Beim Schwenk auf Benedict Cumberbatch sah man den Briten an einem Flachmann nippen, noch überraschender dann die Aktion von Jack Black. Der Schauspieler stand plötzlich auf, und bereitete dem Schwelgen in Hollywood-Romantik ein abruptes Ende. In einer Tirade sang er gegen die Blockbuster- und Fortsetzungs-Maschinerie an, deutete dann ein Selfie an, bevor Harris dann wieder übernahm und die Showeinlage brav zu Ende brachte.
Allzu schaumgebremst waren dann auch die weiteren Gags des "How I Met Your Mother"-Stars. Als er ein paar Platzhalter im Publikum ansprach, sogenannte "Seat-Filler", wenn die echten Stars anderswo zu tun haben, war dies noch der Höhepunkt. Mit Steve Carrell, den er bewusst mit einem Platzhalter verwechselte, hätte es sich trefflich scherzen lassen.
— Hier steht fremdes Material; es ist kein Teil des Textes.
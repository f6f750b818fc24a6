//! Kdecl kubehub: kube client wiring, API resolution, object fetch, watches and the controller loop.

#![forbid(unsafe_code)]

use std::collections::HashMap;
use std::sync::Arc;

use anyhow::{Context as _, Result};
use kdecl_core::{gvk_key, DeclarativeObject, GroupVersionKind, ObjectKey};
use kdecl_reconcile::ObjectClient;
use kube::{
    api::Api,
    core::{ApiResource, DynamicObject},
    discovery::{self, Scope},
    Client,
};
use tokio::sync::RwLock;
use tracing::debug;

mod controller;
mod status;
mod watch;

pub use status::{status_patch, KubeStatus};
pub use controller::{error_policy, reconcile, run_controller, Context};
pub use watch::KubeWatcher;

pub async fn client() -> Result<Client> {
    Client::try_default().await.context("building kube client")
}

/// A served resource and whether it is namespaced.
#[derive(Debug, Clone)]
pub struct ResolvedResource {
    pub resource: ApiResource,
    pub namespaced: bool,
}

/// Caches GVK → API resource lookups for the lifetime of the process.
pub struct ApiResolver {
    client: Client,
    cache: RwLock<HashMap<String, ResolvedResource>>,
}

impl ApiResolver {
    pub fn new(client: Client) -> Self {
        Self { client, cache: RwLock::new(HashMap::new()) }
    }

    pub fn client(&self) -> &Client {
        &self.client
    }

    pub async fn resolve(&self, gvk: &GroupVersionKind) -> Result<ResolvedResource> {
        let key = gvk_key(gvk);
        if let Some(hit) = self.cache.read().await.get(&key) {
            return Ok(hit.clone());
        }
        let (resource, caps) = discovery::pinned_kind(&self.client, gvk)
            .await
            .with_context(|| format!("resolving {key}"))?;
        let resolved = ResolvedResource { resource, namespaced: matches!(caps.scope, Scope::Namespaced) };
        debug!(gvk = %key, namespaced = resolved.namespaced, "api resource resolved");
        self.cache.write().await.insert(key, resolved.clone());
        Ok(resolved)
    }

    /// Namespaced API when the resource is namespaced and `namespace` is given, otherwise cluster-wide.
    pub async fn api(&self, gvk: &GroupVersionKind, namespace: Option<&str>) -> Result<Api<DynamicObject>> {
        let r = self.resolve(gvk).await?;
        Ok(dynamic_api(self.client.clone(), &r, namespace))
    }
}

pub fn dynamic_api(client: Client, r: &ResolvedResource, namespace: Option<&str>) -> Api<DynamicObject> {
    match namespace {
        Some(ns) if r.namespaced => Api::namespaced_with(client, ns, &r.resource),
        _ => Api::all_with(client, &r.resource),
    }
}

fn strip_managed_fields(obj: &mut DynamicObject) {
    obj.metadata.managed_fields = None;
}

/// Reads custom resources through the dynamic API.
pub struct KubeObjectClient {
    resolver: Arc<ApiResolver>,
}

impl KubeObjectClient {
    pub fn new(resolver: Arc<ApiResolver>) -> Self {
        Self { resolver }
    }
}

#[async_trait::async_trait]
impl ObjectClient for KubeObjectClient {
    async fn get(&self, gvk: &GroupVersionKind, key: &ObjectKey) -> Result<Option<Box<dyn DeclarativeObject>>> {
        let api = self.resolver.api(gvk, key.namespace.as_deref()).await?;
        let found = api.get_opt(&key.name).await.with_context(|| format!("getting {} {}", gvk_key(gvk), key))?;
        Ok(found.map(|mut obj| {
            strip_managed_fields(&mut obj);
            Box::new(obj) as Box<dyn DeclarativeObject>
        }))
    }
}
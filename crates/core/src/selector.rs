//! Label selector encoding.

use std::collections::BTreeMap;

/// Escape a selector value: `\`, `,` and `=` are prefixed with a backslash.
pub fn escape_value(v: &str) -> String {
    let mut out = String::with_capacity(v.len());
    for ch in v.chars() {
        if matches!(ch, '\\' | ',' | '=') {
            out.push('\\');
        }
        out.push(ch);
    }
    out
}

/// Encode labels as `k=v[,k=v...]`. Selectors are sets; callers must not rely on pair order.
pub fn label_selector(labels: &BTreeMap<String, String>) -> String {
    labels
        .iter()
        .map(|(k, v)| format!("{}={}", k, escape_value(v)))
        .collect::<Vec<_>>()
        .join(",")
}

#[cfg(test)]
mod tests {
    use super::*;

    #[test]
    fn selector_joins_pairs() {
        let labels = BTreeMap::from([
            ("addons.example.org/dashboard".to_string(), "dash".to_string()),
            ("team".to_string(), "infra".to_string()),
        ]);
        assert_eq!(label_selector(&labels), "addons.example.org/dashboard=dash,team=infra");
    }

    #[test]
    fn selector_escapes_reserved_characters() {
        assert_eq!(escape_value(r"a,b=c\d"), r"a\,b\=c\\d");
        let labels = BTreeMap::from([("k".to_string(), "x,y".to_string())]);
        assert_eq!(label_selector(&labels), r"k=x\,y");
    }

    #[test]
    fn empty_labels_encode_empty_selector() {
        assert_eq!(label_selector(&BTreeMap::new()), "");
    }
}
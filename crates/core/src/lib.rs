//! Kdecl core types: object identity, label selectors and the declarative object seam.

#![forbid(unsafe_code)]

use std::collections::BTreeMap;
use std::fmt;

use kube::core::DynamicObject;
use serde::{Deserialize, Serialize};

pub use kube::core::GroupVersionKind;

pub mod selector;

pub use selector::{escape_value, label_selector};

#[derive(Debug, thiserror::Error, PartialEq, Eq)]
pub enum KeyError {
    #[error("invalid gvk key: {0} (expect v1/Kind or group/v1/Kind)")]
    InvalidGvkKey(String),
    #[error("invalid apiVersion: {0:?}")]
    InvalidApiVersion(String),
}

/// Group + Kind, the version-independent identity of a schema.
#[derive(Debug, Clone, PartialEq, Eq, PartialOrd, Ord, Hash, Serialize, Deserialize, Default)]
pub struct GroupKind {
    pub group: String,
    pub kind: String,
}

impl GroupKind {
    pub fn new(group: impl Into<String>, kind: impl Into<String>) -> Self {
        Self { group: group.into(), kind: kind.into() }
    }
}

impl fmt::Display for GroupKind {
    fn fmt(&self, f: &mut fmt::Formatter<'_>) -> fmt::Result {
        if self.group.is_empty() {
            write!(f, "{}", self.kind)
        } else {
            write!(f, "{}.{}", self.kind, self.group)
        }
    }
}

/// Split an `apiVersion` into `(group, version)`; the core group is empty.
pub fn parse_api_version(api_version: &str) -> Result<(&str, &str), KeyError> {
    let (group, version) = match api_version.split_once('/') {
        Some((g, v)) => (g, v),
        None => ("", api_version),
    };
    if version.is_empty() || version.contains('/') {
        return Err(KeyError::InvalidApiVersion(api_version.to_string()));
    }
    Ok((group, version))
}

/// Stable string key for a GVK: `v1/Kind` or `group/v1/Kind`.
pub fn gvk_key(gvk: &GroupVersionKind) -> String {
    if gvk.group.is_empty() {
        format!("{}/{}", gvk.version, gvk.kind)
    } else {
        format!("{}/{}/{}", gvk.group, gvk.version, gvk.kind)
    }
}

pub fn parse_gvk_key(key: &str) -> Result<GroupVersionKind, KeyError> {
    let parts: Vec<_> = key.split('/').collect();
    match parts.as_slice() {
        [version, kind] if !version.is_empty() && !kind.is_empty() => Ok(GroupVersionKind::gvk("", version, kind)),
        [group, version, kind] if !version.is_empty() && !kind.is_empty() => Ok(GroupVersionKind::gvk(group, version, kind)),
        _ => Err(KeyError::InvalidGvkKey(key.to_string())),
    }
}

/// Namespace + name of a reconcile request.
#[derive(Debug, Clone, PartialEq, Eq, Hash, PartialOrd, Ord, Serialize, Deserialize)]
pub struct ObjectKey {
    pub namespace: Option<String>,
    pub name: String,
}

impl ObjectKey {
    pub fn new(namespace: Option<&str>, name: impl Into<String>) -> Self {
        Self { namespace: namespace.filter(|ns| !ns.is_empty()).map(str::to_string), name: name.into() }
    }
}

impl fmt::Display for ObjectKey {
    fn fmt(&self, f: &mut fmt::Formatter<'_>) -> fmt::Result {
        match &self.namespace {
            Some(ns) => write!(f, "{}/{}", ns, self.name),
            None => write!(f, "{}", self.name),
        }
    }
}

/// The custom-resource instance a reconciler works on.
///
/// Implementations belong to the host runtime; the engine only reads identity,
/// labels and the raw body (loaders and templates may consult `spec`).
pub trait DeclarativeObject: Send + Sync {
    fn name(&self) -> &str;
    fn namespace(&self) -> Option<&str>;
    fn uid(&self) -> Option<&str>;
    fn generation(&self) -> Option<i64>;
    fn labels(&self) -> BTreeMap<String, String>;
    /// `None` when the concrete type cannot be resolved.
    fn gvk(&self) -> Option<GroupVersionKind>;
    fn body(&self) -> serde_json::Value;

    fn key(&self) -> ObjectKey {
        ObjectKey::new(self.namespace(), self.name())
    }
}

impl DeclarativeObject for DynamicObject {
    fn name(&self) -> &str {
        self.metadata.name.as_deref().unwrap_or("")
    }

    fn namespace(&self) -> Option<&str> {
        self.metadata.namespace.as_deref()
    }

    fn uid(&self) -> Option<&str> {
        self.metadata.uid.as_deref()
    }

    fn generation(&self) -> Option<i64> {
        self.metadata.generation
    }

    fn labels(&self) -> BTreeMap<String, String> {
        self.metadata.labels.clone().unwrap_or_default()
    }

    fn gvk(&self) -> Option<GroupVersionKind> {
        let types = self.types.as_ref()?;
        let (group, version) = parse_api_version(&types.api_version).ok()?;
        if types.kind.is_empty() {
            return None;
        }
        Some(GroupVersionKind::gvk(group, version, &types.kind))
    }

    fn body(&self) -> serde_json::Value {
        serde_json::to_value(self).unwrap_or_default()
    }
}

pub mod prelude {
    pub use super::{gvk_key, label_selector, parse_gvk_key, DeclarativeObject, GroupKind, GroupVersionKind, ObjectKey};
}

#[cfg(test)]
mod tests {
    use super::*;
    use kube::core::{ApiResource, ObjectMeta};

    #[test]
    fn gvk_keys_roundtrip() {
        let core = parse_gvk_key("v1/ConfigMap").unwrap();
        assert_eq!(core.group, "");
        assert_eq!(gvk_key(&core), "v1/ConfigMap");

        let apps = parse_gvk_key("apps/v1/Deployment").unwrap();
        assert_eq!(apps.group, "apps");
        assert_eq!(gvk_key(&apps), "apps/v1/Deployment");

        assert!(parse_gvk_key("Deployment").is_err());
        assert!(parse_gvk_key("a/b/c/d").is_err());
    }

    #[test]
    fn api_version_split() {
        assert_eq!(parse_api_version("v1").unwrap(), ("", "v1"));
        assert_eq!(parse_api_version("apps/v1").unwrap(), ("apps", "v1"));
        assert!(parse_api_version("").is_err());
        assert!(parse_api_version("a/b/c").is_err());
    }

    #[test]
    fn dynamic_object_exposes_identity() {
        let gvk = GroupVersionKind::gvk("addons.example.org", "v1alpha1", "Dashboard");
        let ar = ApiResource::from_gvk(&gvk);
        let mut obj = DynamicObject::new("dash", &ar).within("tools");
        obj.metadata = ObjectMeta {
            uid: Some("1234".into()),
            labels: Some(BTreeMap::from([("team".to_string(), "infra".to_string())])),
            ..obj.metadata
        };
        assert_eq!(obj.name(), "dash");
        assert_eq!(obj.namespace(), Some("tools"));
        assert_eq!(obj.uid(), Some("1234"));
        assert_eq!(obj.labels().get("team").map(String::as_str), Some("infra"));
        assert_eq!(obj.gvk(), Some(gvk));
        assert_eq!(obj.key().to_string(), "tools/dash");
    }
}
Harris ließ diese Chance aber aus und versuchte mit gespielter Aufgeregtheit zu punkten.
Ein kurzweiliger Höhepunkt gelang dann zur Mitte der Show mit einer (Beinahe-)Nacktszene. Als Parodie auf "Birdman" klemmte Harris hinter der Bühne seinen Bademantel in einer Tür ein und musste, nur mit einer Feinripp-Unterhose bekleidet, zurück zur Bühne zu seinem nächsten Auftritt schreiten. Nach einigen Autogrammen ging er an Miles Teller aus "Whiplash" vorbei, der gerade ein Schlagzeug-Solo spielte. Harris drehte sich um, und schrie: "Das ist nicht mein Tempo!" Da erinnerte Harris nicht nur an den sadistischen Schlagzeuglehrer aus dem Musikderdrama, sondern auch an seine Paraderolle des Barney Stinson.
Letztlich setzte er als Präsentator keine neuen Maßstäbe und war weitgehend mit angezogener Handbremse unterwegs. Insgesamt war es eine Oscar-Gala, die mehr auf Gefühle als auf Komik setzte.